* _Stored data entries_:

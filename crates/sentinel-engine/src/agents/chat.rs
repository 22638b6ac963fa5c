//! General conversation when no ticker is in scope

use tracing::instrument;

use crate::error::Result;
use crate::llm::{ModelClient, Prompt};
use crate::prompts::CHAT_SYSTEM;
use crate::request::{AnalyzeRequest, ConversationTurn};
use crate::response::AnalyzeResponse;

const TEMPERATURE: f32 = 0.7;
const HISTORY_TURNS: usize = 6;

pub struct ChatAssistant {
    llm: ModelClient,
}

impl ChatAssistant {
    pub fn new(llm: ModelClient) -> Self {
        Self { llm }
    }

    #[instrument(skip_all)]
    pub async fn answer(&self, request: &AnalyzeRequest) -> Result<AnalyzeResponse> {
        let prompt = Prompt::new(CHAT_SYSTEM, TEMPERATURE)
            .messages(
                request
                    .recent_history(HISTORY_TURNS)
                    .iter()
                    .map(ConversationTurn::to_message),
            )
            .user(&request.query);

        Ok(AnalyzeResponse::general(self.llm.complete(prompt).await?))
    }
}

#[cfg(test)]
mod tests {
    use super::*;
    use crate::test_support::ScriptedProvider;
    use std::sync::Arc;

    #[tokio::test]
    async fn test_chat_replays_last_six_turns() {
        let provider = Arc::new(ScriptedProvider::new(["A P/E ratio compares price to earnings."]));
        let history = (0..9)
            .map(|i| {
                if i % 2 == 0 {
                    ConversationTurn::user(format!("u{i}"))
                } else {
                    ConversationTurn::assistant(format!("a{i}"))
                }
            })
            .collect();
        let request = AnalyzeRequest::new("what is a P/E ratio?").with_history(history);

        let response = ChatAssistant::new(provider.client()).answer(&request).await.unwrap();
        assert_eq!(response.synthesis, "A P/E ratio compares price to earnings.");

        let requests = provider.requests();
        let sent = &requests[0];
        assert_eq!(sent.temperature, Some(TEMPERATURE));
        assert_eq!(sent.messages.len(), HISTORY_TURNS + 1);
        assert_eq!(sent.messages[0].content, "a3");
        assert_eq!(sent.messages[HISTORY_TURNS].content, "what is a P/E ratio?");
    }

    #[tokio::test]
    async fn test_model_failure_propagates() {
        let provider = Arc::new(ScriptedProvider::failing());
        let result = ChatAssistant::new(provider.client())
            .answer(&AnalyzeRequest::new("hello"))
            .await;
        assert!(result.is_err());
    }
}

* _Task goal_:
Write down, word for word, the lines above from the one containing "use crate::response::AnalyzeResponse;" through the one containing "#[instrument(skip_all)]", both ends included.

* _Exercise solution_:
use crate::response::AnalyzeResponse;

const TEMPERATURE: f32 = 0.7;
const HISTORY_TURNS: usize = 6;

pub struct ChatAssistant {
    llm: ModelClient,
}

impl ChatAssistant {
    pub fn new(llm: ModelClient) -> Self {
        Self { llm }
    }

    #[instrument(skip_all)]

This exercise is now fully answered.